Here is the application code that would use that:

In [8]:
# from validators import Quantity

class LineItem:
    weight = Quantity()
    price = Quantity()

    def __init__(self, description, weight, price):
        self.description = description
        self.weight = weight
        self.price = price

    def subtotal(self):
        return self.weight * self.price

### Quantity take #2: automatic storage_name

In [7]:
# part of a validators.py module

class Quantity:

    def __set_name__(self, owner, name):  # (1)
        self.storage_name = name          # (2)

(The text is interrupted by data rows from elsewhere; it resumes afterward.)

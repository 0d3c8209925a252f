//! Keyword lookup.

use super::Keyword;

/// Look up a reserved word. Matching is case-sensitive.
#[must_use]
pub fn lookup_keyword(text: &[u8]) -> Option<Keyword> {
    let kw = match text {
        b"DEFINITIONS" => Keyword::Definitions,
        b"BEGIN" => Keyword::Begin,
        b"END" => Keyword::End,
        b"IMPORTS" => Keyword::Imports,
        b"EXPORTS" => Keyword::Exports,
        b"FROM" => Keyword::From,
        b"OBJECT" => Keyword::Object,
        b"IDENTIFIER" => Keyword::Identifier,
        b"SEQUENCE" => Keyword::Sequence,
        b"OF" => Keyword::Of,
        b"CHOICE" => Keyword::Choice,
        b"MACRO" => Keyword::Macro,
        b"SYNTAX" => Keyword::Syntax,
        b"INDEX" => Keyword::Index,
        b"AUGMENTS" => Keyword::Augments,
        b"STATUS" => Keyword::Status,
        b"ENTERPRISE" => Keyword::Enterprise,
        b"MODULE-IDENTITY" => Keyword::ModuleIdentity,
        b"OBJECT-IDENTITY" => Keyword::ObjectIdentity,
        b"OBJECT-TYPE" => Keyword::ObjectType,
        b"NOTIFICATION-TYPE" => Keyword::NotificationType,
        b"TRAP-TYPE" => Keyword::TrapType,
        b"TEXTUAL-CONVENTION" => Keyword::TextualConvention,
        b"OBJECT-GROUP" => Keyword::ObjectGroup,
        b"NOTIFICATION-GROUP" => Keyword::NotificationGroup,
        b"MODULE-COMPLIANCE" => Keyword::ModuleCompliance,
        b"AGENT-CAPABILITIES" => Keyword::AgentCapabilities,
        _ => return None,
    };
    Some(kw)
}

impl Keyword {
    /// Source spelling of the keyword.
    #[must_use]
    pub const fn as_str(self) -> &'static str {
        match self {
            Self::Definitions => "DEFINITIONS",
            Self::Begin => "BEGIN",
            Self::End => "END",
            Self::Imports => "IMPORTS",
            Self::Exports => "EXPORTS",
            Self::From => "FROM",
            Self::Object => "OBJECT",
            Self::Identifier => "IDENTIFIER",
            Self::Sequence => "SEQUENCE",
            Self::Of => "OF",
            Self::Choice => "CHOICE",
            Self::Macro => "MACRO",
            Self::Syntax => "SYNTAX",
            Self::Index => "INDEX",
            Self::Augments => "AUGMENTS",
            Self::Status => "STATUS",
            Self::Enterprise => "ENTERPRISE",
            Self::ModuleIdentity => "MODULE-IDENTITY",
            Self::ObjectIdentity => "OBJECT-IDENTITY",
            Self::ObjectType => "OBJECT-TYPE",
            Self::NotificationType => "NOTIFICATION-TYPE",
            Self::TrapType => "TRAP-TYPE",
            Self::TextualConvention => "TEXTUAL-CONVENTION",
            Self::ObjectGroup => "OBJECT-GROUP",
            Self::NotificationGroup => "NOTIFICATION-GROUP",
            Self::ModuleCompliance => "MODULE-COMPLIANCE",
            Self::AgentCapabilities => "AGENT-CAPABILITIES",
        }
    }
}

    def __set__(self, instance, value):   # (3)
        if value > 0:
            instance.__dict__[self.storage_name] = value
        else:
            msg = f'{self.storage_name} must be > 0'
            raise ValueError(msg)

Uncomment to see a test that will generate a validation error due to a negative `weight`:

In [10]:
# raisins = LineItem('Golden raisins', -10, 6.95)

### Quantity, line by line

In [7]:
# part of a validators.py module

class Quantity:

    def __set_name__(self, owner, name):  # (1)
        self.storage_name = name          # (2)

    def __set__(self, instance, value):   # (3)
        if value > 0:
            instance.__dict__[self.storage_name] = value  # (4)
        else:
            msg = f'{self.storage_name} must be > 0'  # (5)
            raise ValueError(msg)

**(1)** The `__set_name__` special method was introduced in Python 3.6. It's called by the `type` metaclass, the factory of all Python classes, when a descriptor is assigned to a class attribute. `self` is the descriptor instance, owner is the managed class (where the descriptor is instantiated as a class attribute) and `name` is the name of the managed class attribute to which the descriptor is assigned, for example `"weight"` or `"price"` in the `LineItem` example.

**(2)** The `storage_name` is the name of the attribute in each managed class instance that will hold the value of the attribute managed by the descriptor.

**(3)** Implementing `__set__` and/or `__get__` is what makes a class behave as a descriptor; `self` is the descriptor instance, `instance` is the managed instance, and `value` is the value being set.

**(4)** If we have a valid `value`, then we save it in the `instance.__dict__`. We can't use `settattr(instance, self.storage_name, value`) because that would trigger the descriptor `__set__` again, leading to uncontrolled recursion.

**(5)** We build a user friendly message explaining how to fix the problem, and raise `ValueError`.